# Sehenswerte Kultfilme



## SteveJ (9 Juli 2022)

Kultklassiker können alles sein: 
Veröffentlichungen von bekannten Studios (besonders, wenn es sich um Kassenflops handelte), aber auch unabhängige Produktionen mit kleinem Budget. 
Wichtig ist nur, dass sie denkwürdige Figuren, schockierende Szenen und unvergessliche Dialoge beinhalten.

Hier eine Auswahl:

*"The Big Lebowski" (1998)*
Dieser Klassiker der Coen-Brüder, in dem wir den Dude kennenlernen, kam anfangs gar nicht gut an, gilt aber mittlerweile als ihr großartigster Film.
Es gibt sogar ein Lebowski-Fest!


*"Heathers" (1989)*
Winona Ryders beste Performance sahen wir in dieser schwarzen Komödie, die so ganz anders war, als all die sentimentalen 80er-Teeniedramen.

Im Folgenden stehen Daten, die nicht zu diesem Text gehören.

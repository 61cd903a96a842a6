//! Common error and result types for the portal

use std::fmt;
use thiserror::Error;

/// Record store operation, carried in store errors for context
#[derive(Debug, Clone, Copy, PartialEq, Eq)]
pub enum StoreOp {
    Connect,
    Find,
    FindAcrossCamps,
    GetByKey,
    Create,
    Update,
}

impl fmt::Display for StoreOp {
    fn fmt(&self, f: &mut fmt::Formatter<'_>) -> fmt::Result {
        let name = match self {
            StoreOp::Connect => "connect",
            StoreOp::Find => "find",
            StoreOp::FindAcrossCamps => "find_across_camps",
            StoreOp::GetByKey => "get_by_key",
            StoreOp::Create => "create",
            StoreOp::Update => "update",
        };
        f.write_str(name)
    }
}

/// Portal error types
#[derive(Error, Debug)]
pub enum PortalError {
    /// Identifier or record not in the system
    #[error("Not found: {0}")]
    NotFound(String),

    /// Supplied secret does not match the stored credential
    #[error("Invalid credential: {0}")]
    InvalidCredential(CredentialKind),

    /// Connectivity or operation failure in the record store
    #[error("Record store {op} failed on {scope}{}: {message}", candidate_suffix(.candidate))]
    RecordStore {
        op: StoreOp,
        scope: String,
        candidate: Option<String>,
        message: String,
        timed_out: bool,
    },

    /// A record references something that does not exist
    #[error("Data inconsistency: {0}")]
    DataInconsistency(String),

    /// User input rejected before touching the store
    #[error("Validation error: {0}")]
    Validation(String),

    /// Persisted session missing or unusable
    #[error("Session error: {0}")]
    Session(String),

    #[error("Serialization error: {0}")]
    Serialization(String),

    #[error("Configuration error: {0}")]
    Config(String),
}

/// Which credential check rejected the input
#[derive(Debug, Clone, Copy, PartialEq, Eq)]
pub enum CredentialKind {
    Password,
    Phone,
}

impl fmt::Display for CredentialKind {
    fn fmt(&self, f: &mut fmt::Formatter<'_>) -> fmt::Result {
        match self {
            CredentialKind::Password => f.write_str("password mismatch"),
            CredentialKind::Phone => f.write_str("phone mismatch"),
        }
    }
}

fn candidate_suffix(candidate: &Option<String>) -> String {
    match candidate {
        Some(value) => format!(" (candidate {value})"),
        None => String::new(),
    }
}

impl PortalError {
    /// Build a store error for an operation on a scope
    pub fn store(op: StoreOp, scope: impl fmt::Display, message: impl fmt::Display) -> Self {
        PortalError::RecordStore {
            op,
            scope: scope.to_string(),
            candidate: None,
            message: message.to_string(),
            timed_out: false,
        }
    }

    /// Build a store error for an operation that exceeded its deadline
    pub fn store_timeout(op: StoreOp, scope: impl fmt::Display, timeout_ms: u64) -> Self {
        PortalError::RecordStore {
            op,
            scope: scope.to_string(),
            candidate: None,
            message: format!("timed out after {timeout_ms}ms"),
            timed_out: true,
        }
    }

    /// Attach the identifier candidate being tried when a store error occurred
    pub fn with_candidate(self, value: impl fmt::Display) -> Self {
        match self {
            PortalError::RecordStore {
                op,
                scope,
                message,
                timed_out,
                ..
            } => PortalError::RecordStore {
                op,
                scope,
                candidate: Some(value.to_string()),
                message,
                timed_out,
            },
            other => other,
        }
    }

    /// Whether this error came from the record store
    pub fn is_store_failure(&self) -> bool {
        matches!(self, PortalError::RecordStore { .. })
    }

    /// Localized message shown to the beneficiary
    pub fn user_message(&self) -> &'static str {
        match self {
            PortalError::NotFound(_) => "رقم الهوية غير موجود في النظام",
            PortalError::InvalidCredential(CredentialKind::Password) => "كلمة المرور غير صحيحة",
            PortalError::InvalidCredential(CredentialKind::Phone) => "رقم الهاتف غير صحيح",
            PortalError::Validation(_) => "الرجاء إدخال جميع البيانات",
            PortalError::Session(_) => "الرجاء تسجيل الدخول",
            PortalError::RecordStore { .. }
            | PortalError::DataInconsistency(_)
            | PortalError::Serialization(_)
            | PortalError::Config(_) => "حدث خطأ، الرجاء المحاولة مرة أخرى",
        }
    }
}

impl From<serde_json::Error> for PortalError {
    fn from(err: serde_json::Error) -> Self {
        PortalError::Serialization(err.to_string())
    }
}

impl From<bson::de::Error> for PortalError {
    fn from(err: bson::de::Error) -> Self {
        PortalError::Serialization(err.to_string())
    }
}

impl From<bson::ser::Error> for PortalError {
    fn from(err: bson::ser::Error) -> Self {
        PortalError::Serialization(err.to_string())
    }
}

/// Result type for portal operations
pub type Result<T> = std::result::Result<T, PortalError>;

#[cfg(test)]
mod tests {
    use super::*;

    #[test]
    fn test_store_error_display_includes_candidate() {
        let err = PortalError::store(StoreOp::Find, "camps/c1/distribution", "connection reset")
            .with_candidate("\"42\"");
        let text = err.to_string();
        assert!(text.contains("find"));
        assert!(text.contains("camps/c1/distribution"));
        assert!(text.contains("candidate \"42\""));
        assert!(err.is_store_failure());
    }

    #[test]
    fn test_with_candidate_leaves_other_errors() {
        let err = PortalError::NotFound("x".into()).with_candidate("1");
        assert!(matches!(err, PortalError::NotFound(_)));
    }

    #[test]
    fn test_timeout_shares_store_kind() {
        let err = PortalError::store_timeout(StoreOp::GetByKey, "camps", 50);
        match err {
            PortalError::RecordStore { timed_out, .. } => assert!(timed_out),
            other => panic!("unexpected {other:?}"),
        }
    }
}
//! Distribution resolver
//!
//! Finds the parcels allocated to a signed-in beneficiary:
//!
//! ```text
//! candidates ──► distribution (first candidate with hits wins)
//!                    │
//!                    ▼ per distribution
//!               parcel by key ──miss──► parcel by embedded id ──miss──► dropped
//!                    │
//!                    ▼
//!               visibility filter ──► projection ──► sort by date desc
//! ```
//!
//! Resolution is read-only. An empty result is a success; only record store
//! failures are errors.

mod reference;
mod view;

pub use reference::{CandidateKind, IdentifierCandidate, Reference};
pub use view::{ParcelView, StatusVocabulary, PLACEHOLDER};

use bson::Bson;
use serde::Serialize;
use std::sync::Arc;
use tracing::{debug, info, warn};

use crate::db::schemas::{DistributionDoc, ParcelDoc, BENEFICIARY_REF_FIELD};
use crate::session::SessionContext;
use crate::store::{Predicate, RecordStore, Scope, StoredRecord};
use crate::types::{PortalError, Result};

/// Embedded identifier attribute of a parcel
const PARCEL_ID_FIELD: &str = "id";

/// Outcome of one resolution, with the bookkeeping behind it
#[derive(Debug, Clone, Default, Serialize)]
pub struct ParcelResolution {
    pub parcels: Vec<ParcelView>,
    /// Candidate whose query produced the distributions
    #[serde(skip)]
    pub matched: Option<IdentifierCandidate>,
    /// Distributions found for the matched candidate
    pub distributions: usize,
    /// Distributions whose parcel could not be found
    pub unresolved: usize,
    /// Pairs removed by the visibility rule
    pub hidden: usize,
    /// Views identical to one already collected
    pub duplicates: usize,
    /// Visible views whose distribution is marked collected
    pub received: usize,
}

/// Resolves a beneficiary's distributions to parcel views
pub struct DistributionResolver {
    store: Arc<dyn RecordStore>,
    vocabulary: StatusVocabulary,
}

impl DistributionResolver {
    pub fn new(store: Arc<dyn RecordStore>, vocabulary: StatusVocabulary) -> Self {
        Self { store, vocabulary }
    }

    /// Parcel views for the session's beneficiary
    pub async fn resolve_for_session(&self, session: &SessionContext) -> Result<Vec<ParcelView>> {
        let candidates = IdentifierCandidate::from_session(session);
        self.resolve_parcels(&session.camp_id, &candidates).await
    }

    /// Parcel views for the first candidate that has distributions in `camp_id`
    pub async fn resolve_parcels(
        &self,
        camp_id: &str,
        candidates: &[IdentifierCandidate],
    ) -> Result<Vec<ParcelView>> {
        Ok(self.resolve(camp_id, candidates).await?.parcels)
    }

    /// Full resolution, including how many records were dropped and why
    pub async fn resolve(
        &self,
        camp_id: &str,
        candidates: &[IdentifierCandidate],
    ) -> Result<ParcelResolution> {
        let Some((matched, distributions)) = self.find_distributions(camp_id, candidates).await? else {
            info!(camp_id, candidates = candidates.len(), "No distributions for any candidate");
            return Ok(ParcelResolution::default());
        };

        let mut resolution = ParcelResolution {
            distributions: distributions.len(),
            matched: Some(matched),
            ..Default::default()
        };

        for record in &distributions {
            let distribution = match DistributionDoc::from_record(record) {
                Ok(d) => d,
                Err(e) => {
                    warn!(camp_id, distribution = %record.key, error = %e, "Skipping undecodable distribution");
                    resolution.unresolved += 1;
                    continue;
                }
            };

            let Some((parcel_key, parcel)) = self.resolve_parcel(camp_id, record, &distribution).await? else {
                resolution.unresolved += 1;
                continue;
            };

            if !self
                .vocabulary
                .is_visible(parcel.status.as_deref(), distribution.status.as_deref())
            {
                debug!(camp_id, parcel = %parcel_key, "Hidden: closed and not received");
                resolution.hidden += 1;
                continue;
            }

            let view = ParcelView::project(&parcel_key, &parcel, &distribution);
            if resolution.parcels.contains(&view) {
                debug!(camp_id, parcel = %parcel_key, distribution = %record.key, "Duplicate view dropped");
                resolution.duplicates += 1;
                continue;
            }
            if self.vocabulary.is_received(distribution.status.as_deref()) {
                resolution.received += 1;
            }
            resolution.parcels.push(view);
        }

        // Stable: equal dates keep distribution order
        resolution
            .parcels
            .sort_by(|a, b| b.parcel_date.cmp(&a.parcel_date));

        info!(
            camp_id,
            distributions = resolution.distributions,
            visible = resolution.parcels.len(),
            hidden = resolution.hidden,
            unresolved = resolution.unresolved,
            duplicates = resolution.duplicates,
            received = resolution.received,
            "Parcels resolved"
        );
        Ok(resolution)
    }

    /// First candidate with a non-empty distribution set, and that set
    async fn find_distributions(
        &self,
        camp_id: &str,
        candidates: &[IdentifierCandidate],
    ) -> Result<Option<(IdentifierCandidate, Vec<StoredRecord>)>> {
        let scope = Scope::distribution(camp_id);

        for candidate in candidates {
            let found = self
                .store
                .find(&scope, &Predicate::eq(BENEFICIARY_REF_FIELD, candidate.value.clone()))
                .await
                .map_err(|e| e.with_candidate(&candidate.value))?;

            debug!(camp_id, candidate = %candidate, hits = found.len(), "Distribution lookup");
            if !found.is_empty() {
                return Ok(Some((candidate.clone(), found)));
            }
        }
        Ok(None)
    }

    /// Parcel for a distribution, or `None` when the reference dangles
    async fn resolve_parcel(
        &self,
        camp_id: &str,
        record: &StoredRecord,
        distribution: &DistributionDoc,
    ) -> Result<Option<(String, ParcelDoc)>> {
        let raw = distribution.parcel_id.clone().unwrap_or(Bson::Null);
        let scope = Scope::parcels(camp_id);

        for reference in Reference::parcel_chain(&raw) {
            let found = match &reference {
                Reference::ByStoreKey(key) => self
                    .store
                    .get_by_key(&scope, key)
                    .await
                    .map_err(|e| e.with_candidate(&reference))?,
                Reference::ByDomainId(value) => self
                    .store
                    .find(&scope, &Predicate::eq(PARCEL_ID_FIELD, value.clone()))
                    .await
                    .map_err(|e| e.with_candidate(&reference))?
                    .into_iter()
                    .next(),
            };

            let Some(found) = found else { continue };
            match ParcelDoc::from_record(&found) {
                Ok(parcel) => {
                    debug!(camp_id, reference = %reference, parcel = %found.key, "Parcel resolved");
                    return Ok(Some((found.key, parcel)));
                }
                Err(e) => {
                    warn!(camp_id, parcel = %found.key, error = %e, "Skipping undecodable parcel");
                }
            }
        }

        let inconsistency = PortalError::DataInconsistency(format!(
            "distribution {} references missing parcel {}",
            record.key, raw
        ));
        warn!(camp_id, error = %inconsistency, "Dropping distribution");
        Ok(None)
    }
}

*"Rocky Horror Picture Show" (1975)*
Die Fans dieses Films, der auf dem Musical von Richard O'Brien basiert, definierten den Begriff "Kult" mit einem Skript zur Beteiligung des Publikums (einschließlich Requisiten) neu, das auch heute noch verwendet wird.


*"Pulp Fiction" (1994)*
Obwohl dieser Film einen Oscar und eine Goldene Palme gewann, gibt es in dieser zwielichten Geschichte in einem drogengefüllten Los Angeles einfach zu viele legendäre Momente, als dass es kein Kultklassiker geworden wäre.


*"Uhrwerk Orange" (1971)*
Stanley Kubricks ikonischer Horrorfilm setzte neue Maßstäbe, aber die Kultfaszination des Films liegt eher darin, dass er für so viele Jahre so umstritten und so schwer zu sehen war.


*"Scarface" (1983)*
Das Kriminaldrama aus Miami über einen kubanischen Einwanderer, der zum Drogenbaron wird, gilt als einer der meistzitierten Filme der Kinogeschichte.


*"Pans Labyrinth" (2006)*
Zwei der brillantesten und phantasievollsten Stunden in Guillermo Del Toros Karriere hatten zwar keinen großen kommerziellen Erfolg, sind aber seither ein absolutes Muss für Fantasy-Liebhaber und Cosplayer.


*"Pink Flamingos" (1972)*
Dieser skandalöse Film mit der legendären Dragqueen Divine ist ein groteskes Juwel, das nur durch Hörensagen zum Hit wurde.
Ein jüngeres Publikum bekommt Spucktüten gereicht, um diese eine, berüchtigte Szene zu überstehen...


*"Blues Brothers" (1980)*
Angefangen hat alles mit einem "Saturday Night Live"-Sketch, aus dem sich eine Band entwickelte, die die Charts stürmte, und dann ein Spielfilm mit einer unglaublichen Anzahl von Blueslegenden.
Heute gibt es immer noch Tribute-Acts und Vorführungen in schicken Anzügen. 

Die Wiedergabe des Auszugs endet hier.